Here is the code that packs two three-component vectors into one four-component: pck. The fourth component is required because R16G16B16A16_FLOAT format has four components (6-byte three-component formats was never supported by hardware), but we can ignore it when reading from vertex buffer or packing as well.

It is easy to pack until we stream out even number of vertives: 2, 4 and so on. But what if we need to output three vertices (say, triangle)? We can pack first two vertices into float4, third vertex - into .xy components of second float4 and left .zw uninitialized. But with subsequent fetch we will read three half4, and the fourth will belong to the next primitive - an error! And we can't define a stride between primitives in the buffer - no one wants to leave a gaps in the memory.

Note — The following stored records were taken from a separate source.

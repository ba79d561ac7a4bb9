//! In-memory abstract table: immutable records plus row views that carry
//! derived columns (matched keywords, LLM answers).

pub mod loader;

use serde::ser::{Serialize, SerializeMap, Serializer};

pub const COL_ID: &str = "Abstract #";
pub const COL_TRACK: &str = "Track";
pub const COL_AUTHOR: &str = "First Author";
pub const COL_TITLE: &str = "Abstract title";
pub const COL_ABSTRACT: &str = "Abstract";
pub const COL_LINK: &str = "Link";
pub const COL_MATCHED_KEYWORDS: &str = "Matched Keywords";

/// Prefix shared by every annotation answer column.
pub const ANSWER_PREFIX: &str = "Answer:";

/// Column order used for display and export.
pub const BASE_COLUMNS: [&str; 5] = [COL_ID, COL_TRACK, COL_AUTHOR, COL_TITLE, COL_ABSTRACT];

/// One conference abstract as loaded from the spreadsheet.
#[derive(Debug, Clone, Default, PartialEq)]
pub struct Record {
    /// Original row position, stable for the lifetime of the table.
    pub index: usize,
    pub id: String,
    pub track: String,
    pub author: String,
    pub title: String,
    pub abstract_text: String,
    /// Remaining spreadsheet columns, in header order.
    pub extra: Vec<(String, String)>,
}

impl Record {
    pub fn has_abstract(&self) -> bool {
        !self.abstract_text.is_empty()
    }

    /// Value of a spreadsheet column, if this record has it.
    pub fn get(&self, column: &str) -> Option<&str> {
        match column {
            COL_ID => Some(&self.id),
            COL_TRACK => Some(&self.track),
            COL_AUTHOR => Some(&self.author),
            COL_TITLE => Some(&self.title),
            COL_ABSTRACT => Some(&self.abstract_text),
            _ => self
                .extra
                .iter()
                .find(|(name, _)| name == column)
                .map(|(_, value)| value.as_str()),
        }
    }

    /// Every field value, fixed fields first.
    pub fn values(&self) -> impl Iterator<Item = &str> {
        [
            self.id.as_str(),
            self.track.as_str(),
            self.author.as_str(),
            self.title.as_str(),
            self.abstract_text.as_str(),
        ]
        .into_iter()
        .chain(self.extra.iter().map(|(_, value)| value.as_str()))
    }
}

/// A record copy plus derived columns appended in order.
#[derive(Debug, Clone, PartialEq)]
pub struct Row {
    pub record: Record,
    derived: Vec<(String, String)>,
}

impl Row {
    pub fn new(record: Record) -> Self {
        Self {
            record,
            derived: Vec::new(),
        }
    }

    pub fn index(&self) -> usize {
        self.record.index
    }

    /// Append a derived column. A column that already exists is overwritten in place.
    pub fn push_column(&mut self, name: impl Into<String>, value: impl Into<String>) {
        let name = name.into();
        let value = value.into();
        match self.derived.iter_mut().find(|(n, _)| *n == name) {
            Some(slot) => slot.1 = value,
            None => self.derived.push((name, value)),
        }
    }

    pub fn get(&self, column: &str) -> Option<&str> {
        self.derived
            .iter()
            .find(|(name, _)| name == column)
            .map(|(_, value)| value.as_str())
            .or_else(|| self.record.get(column))
    }

    pub fn derived_columns(&self) -> impl Iterator<Item = &str> {
        self.derived.iter().map(|(name, _)| name.as_str())
    }
}

impl Serialize for Row {
    fn serialize<S: Serializer>(&self, serializer: S) -> Result<S::Ok, S::Error> {
        let r = &self.record;
        let mut map = serializer.serialize_map(Some(5 + r.extra.len() + self.derived.len()))?;
        map.serialize_entry(COL_ID, &r.id)?;
        map.serialize_entry(COL_TRACK, &r.track)?;
        map.serialize_entry(COL_AUTHOR, &r.author)?;
        map.serialize_entry(COL_TITLE, &r.title)?;
        map.serialize_entry(COL_ABSTRACT, &r.abstract_text)?;
        for (name, value) in r.extra.iter().chain(self.derived.iter()) {
            map.serialize_entry(name, value)?;
        }
        map.end()
    }
}

/// An ordered set of rows with an explicit column list: a filtered
/// selection, or an annotation result.
#[derive(Debug, Clone, Default)]
pub struct TableView {
    pub columns: Vec<String>,
    pub rows: Vec<Row>,
}

impl TableView {
    pub fn len(&self) -> usize {
        self.rows.len()
    }

    pub fn is_empty(&self) -> bool {
        self.rows.is_empty()
    }

    pub fn has_column(&self, column: &str) -> bool {
        self.columns.iter().any(|c| c == column)
    }

    /// Append a derived column, with its value computed per row.
    pub fn push_column<F>(&mut self, name: &str, mut value: F)
    where
        F: FnMut(&Row) -> String,
    {
        for row in &mut self.rows {
            let v = value(row);
            row.push_column(name, v);
        }
        if !self.has_column(name) {
            self.columns.push(name.to_string());
        }
    }
}

/// The loaded spreadsheet. Never mutated after load.
#[derive(Debug, Clone, Default)]
pub struct Table {
    records: Vec<Record>,
    columns: Vec<String>,
}

impl Table {
    /// Build a table, reassigning each record's `index` to its position.
    pub fn new(mut records: Vec<Record>, columns: Vec<String>) -> Self {
        for (i, record) in records.iter_mut().enumerate() {
            record.index = i;
        }
        Self { records, columns }
    }

    pub fn len(&self) -> usize {
        self.records.len()
    }

    pub fn is_empty(&self) -> bool {
        self.records.is_empty()
    }

    pub fn records(&self) -> &[Record] {
        &self.records
    }

    pub fn record(&self, index: usize) -> Option<&Record> {
        self.records.get(index)
    }

    /// Spreadsheet header, in load order.
    pub fn columns(&self) -> &[String] {
        &self.columns
    }

    pub fn has_column(&self, column: &str) -> bool {
        self.columns.iter().any(|c| c == column)
    }

    pub fn with_abstract_count(&self) -> usize {
        self.records.iter().filter(|r| r.has_abstract()).count()
    }

    /// Copy one record out as a row view.
    pub fn row(&self, index: usize) -> Option<Row> {
        self.records.get(index).cloned().map(Row::new)
    }
}

#[cfg(test)]
mod tests {
    use super::*;

    fn record(id: &str, text: &str) -> Record {
        Record {
            id: id.to_string(),
            title: format!("Title {id}"),
            abstract_text: text.to_string(),
            extra: vec![(COL_LINK.to_string(), format!("https://example.org/{id}"))],
            ..Default::default()
        }
    }

    #[test]
    fn test_table_assigns_row_positions() {
        let table = Table::new(
            vec![record("a", "x"), record("b", ""), record("c", "y")],
            vec![COL_ID.to_string()],
        );
        let indices: Vec<usize> = table.records().iter().map(|r| r.index).collect();
        assert_eq!(indices, vec![0, 1, 2]);
        assert_eq!(table.with_abstract_count(), 2);
    }

    #[test]
    fn test_record_get_falls_back_to_extra_columns() {
        let r = record("7", "text");
        assert_eq!(r.get(COL_ID), Some("7"));
        assert_eq!(r.get(COL_LINK), Some("https://example.org/7"));
        assert_eq!(r.get("Missing"), None);
    }

    #[test]
    fn test_row_push_column_appends_in_order_and_overwrites() {
        let mut row = Row::new(record("1", "text"));
        row.push_column(COL_MATCHED_KEYWORDS, "cancer");
        row.push_column("Answer: q...", "yes");
        row.push_column(COL_MATCHED_KEYWORDS, "cancer; PD-L1");
        let names: Vec<&str> = row.derived_columns().collect();
        assert_eq!(names, vec![COL_MATCHED_KEYWORDS, "Answer: q..."]);
        assert_eq!(row.get(COL_MATCHED_KEYWORDS), Some("cancer; PD-L1"));
    }

    #[test]
    fn test_view_push_column_extends_rows_and_header() {
        let mut view = TableView {
            columns: vec![COL_ID.to_string()],
            rows: vec![Row::new(record("1", "a")), Row::new(record("2", "b"))],
        };
        view.push_column("Answer: q...", |row| format!("answer {}", row.record.id));
        assert_eq!(view.columns, vec![COL_ID.to_string(), "Answer: q...".to_string()]);
        assert_eq!(view.rows[1].get("Answer: q..."), Some("answer 2"));
    }

    #[test]
    fn test_row_serializes_with_column_names() {
        let mut row = Row::new(record("3", "body"));
        row.push_column(COL_MATCHED_KEYWORDS, "body");
        let json = serde_json::to_value(&row).unwrap();
        assert_eq!(json["Abstract #"], "3");
        assert_eq!(json["Abstract"], "body");
        assert_eq!(json["Link"], "https://example.org/3");
        assert_eq!(json["Matched Keywords"], "body");
    }
}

The solution is simple. Before we were packing four vertices into two, for instance, now we would have to pack three vertices into one:

struct gs_out
{
vec4 pos1_pos2 : Data0;
vec2 pos3 : Data1;
};

[maxvertexcount(1)]
gs_main(..., PointStream< gs_out > stream)
{
...
}

IA will interpret vertex buffer as series of half4 - thats all.

Friday, May 6, 2011

T-junction Elimination

I encontered some artifacts when rendering stencil shadows from md2 meshes. As it turned out, even a low-poly models from Quake II are not without bugs (I was hoping that everything will be fine). Apparently this is due to the fact that initially they were not intended for casting the shadows, though one may notice, that they respected the rules of two-manifold geometry.

In general, the converter had to be refined so that it can determine non-adjacent clusters of triangles, eliminate T-junctions, do a search based on coincident vertices, etc. In the end I managed to get around of minor bugs and removed invalid triangles from mesh adjacency.




In general, a number of models does not contain any errors. But for example, the "bitch" lost en entire shoulder (as it turned out, there is some kind of porridge made of triangles).